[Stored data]

---

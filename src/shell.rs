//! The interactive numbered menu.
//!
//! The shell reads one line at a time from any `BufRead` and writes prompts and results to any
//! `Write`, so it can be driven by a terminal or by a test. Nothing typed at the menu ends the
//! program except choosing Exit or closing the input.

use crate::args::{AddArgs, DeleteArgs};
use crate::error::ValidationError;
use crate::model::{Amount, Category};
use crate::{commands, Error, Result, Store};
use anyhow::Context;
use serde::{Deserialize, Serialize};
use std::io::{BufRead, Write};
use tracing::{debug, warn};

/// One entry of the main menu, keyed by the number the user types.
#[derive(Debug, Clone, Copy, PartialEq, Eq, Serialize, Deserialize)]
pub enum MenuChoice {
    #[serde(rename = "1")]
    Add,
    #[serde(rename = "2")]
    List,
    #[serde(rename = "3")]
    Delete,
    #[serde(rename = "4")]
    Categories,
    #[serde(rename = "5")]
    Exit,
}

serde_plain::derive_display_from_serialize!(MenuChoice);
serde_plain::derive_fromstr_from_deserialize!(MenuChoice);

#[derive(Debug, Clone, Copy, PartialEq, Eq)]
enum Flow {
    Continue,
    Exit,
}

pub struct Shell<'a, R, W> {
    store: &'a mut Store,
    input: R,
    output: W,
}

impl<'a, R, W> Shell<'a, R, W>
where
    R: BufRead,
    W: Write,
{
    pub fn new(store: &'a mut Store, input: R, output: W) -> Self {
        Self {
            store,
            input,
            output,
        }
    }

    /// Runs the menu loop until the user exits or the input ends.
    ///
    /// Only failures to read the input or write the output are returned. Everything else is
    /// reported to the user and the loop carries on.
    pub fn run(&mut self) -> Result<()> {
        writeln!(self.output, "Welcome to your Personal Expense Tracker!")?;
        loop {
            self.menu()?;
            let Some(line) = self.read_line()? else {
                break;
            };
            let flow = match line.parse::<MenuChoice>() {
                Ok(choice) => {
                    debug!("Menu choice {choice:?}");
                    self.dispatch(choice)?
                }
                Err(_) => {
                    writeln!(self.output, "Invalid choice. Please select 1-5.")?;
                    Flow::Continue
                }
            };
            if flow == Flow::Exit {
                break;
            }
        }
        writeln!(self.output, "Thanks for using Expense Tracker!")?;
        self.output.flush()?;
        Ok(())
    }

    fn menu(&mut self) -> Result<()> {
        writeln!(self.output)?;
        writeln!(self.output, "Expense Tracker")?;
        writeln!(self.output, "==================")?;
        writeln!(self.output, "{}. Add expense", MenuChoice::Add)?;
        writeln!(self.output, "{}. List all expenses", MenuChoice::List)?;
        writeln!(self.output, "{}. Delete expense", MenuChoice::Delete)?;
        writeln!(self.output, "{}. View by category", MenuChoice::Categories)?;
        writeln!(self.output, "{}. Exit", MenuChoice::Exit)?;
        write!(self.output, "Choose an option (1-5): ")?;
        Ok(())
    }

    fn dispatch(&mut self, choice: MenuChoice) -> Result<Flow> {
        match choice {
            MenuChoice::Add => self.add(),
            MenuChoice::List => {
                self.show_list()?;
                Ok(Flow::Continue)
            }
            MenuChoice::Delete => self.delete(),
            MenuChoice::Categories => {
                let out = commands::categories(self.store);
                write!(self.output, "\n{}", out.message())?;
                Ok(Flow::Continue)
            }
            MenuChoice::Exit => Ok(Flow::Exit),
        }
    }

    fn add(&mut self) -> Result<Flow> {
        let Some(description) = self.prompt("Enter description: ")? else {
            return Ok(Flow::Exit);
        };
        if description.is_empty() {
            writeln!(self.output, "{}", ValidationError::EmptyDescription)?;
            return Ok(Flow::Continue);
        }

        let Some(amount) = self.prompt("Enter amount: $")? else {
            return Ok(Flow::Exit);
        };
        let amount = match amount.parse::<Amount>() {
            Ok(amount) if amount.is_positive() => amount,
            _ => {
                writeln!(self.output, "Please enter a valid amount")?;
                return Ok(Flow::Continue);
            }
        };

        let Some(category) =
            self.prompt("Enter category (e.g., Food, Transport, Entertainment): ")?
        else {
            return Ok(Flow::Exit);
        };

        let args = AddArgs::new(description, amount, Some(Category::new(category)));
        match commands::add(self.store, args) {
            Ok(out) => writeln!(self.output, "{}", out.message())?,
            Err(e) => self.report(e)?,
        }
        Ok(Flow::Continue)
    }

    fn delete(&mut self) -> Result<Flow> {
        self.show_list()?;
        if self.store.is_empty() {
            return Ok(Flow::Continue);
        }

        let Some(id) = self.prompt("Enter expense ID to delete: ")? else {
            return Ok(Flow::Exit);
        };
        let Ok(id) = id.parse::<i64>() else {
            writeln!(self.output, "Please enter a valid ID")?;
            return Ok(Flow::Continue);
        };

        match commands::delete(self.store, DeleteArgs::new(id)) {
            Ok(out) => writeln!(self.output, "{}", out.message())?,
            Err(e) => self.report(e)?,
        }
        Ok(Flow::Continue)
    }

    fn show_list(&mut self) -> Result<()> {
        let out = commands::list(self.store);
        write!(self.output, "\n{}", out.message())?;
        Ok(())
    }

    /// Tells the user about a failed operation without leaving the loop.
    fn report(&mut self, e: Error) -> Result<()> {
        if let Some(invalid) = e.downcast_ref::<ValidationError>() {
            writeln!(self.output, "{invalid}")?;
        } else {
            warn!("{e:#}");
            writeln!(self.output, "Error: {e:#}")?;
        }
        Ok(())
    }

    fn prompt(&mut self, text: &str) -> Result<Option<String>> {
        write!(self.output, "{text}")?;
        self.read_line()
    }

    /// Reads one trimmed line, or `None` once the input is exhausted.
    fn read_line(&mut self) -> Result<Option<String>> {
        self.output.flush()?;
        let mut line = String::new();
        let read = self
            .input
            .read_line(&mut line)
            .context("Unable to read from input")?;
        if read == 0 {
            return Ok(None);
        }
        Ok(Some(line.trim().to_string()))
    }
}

---

**TASK INSTRUCTIONS**
Among the lines above, find the ones containing "ends" and copy them.

**OUTPUT OF THE TASK**
//! `Write`, so it can be driven by a terminal or by a test. Nothing typed at the menu ends the
    /// Runs the menu loop until the user exits or the input ends.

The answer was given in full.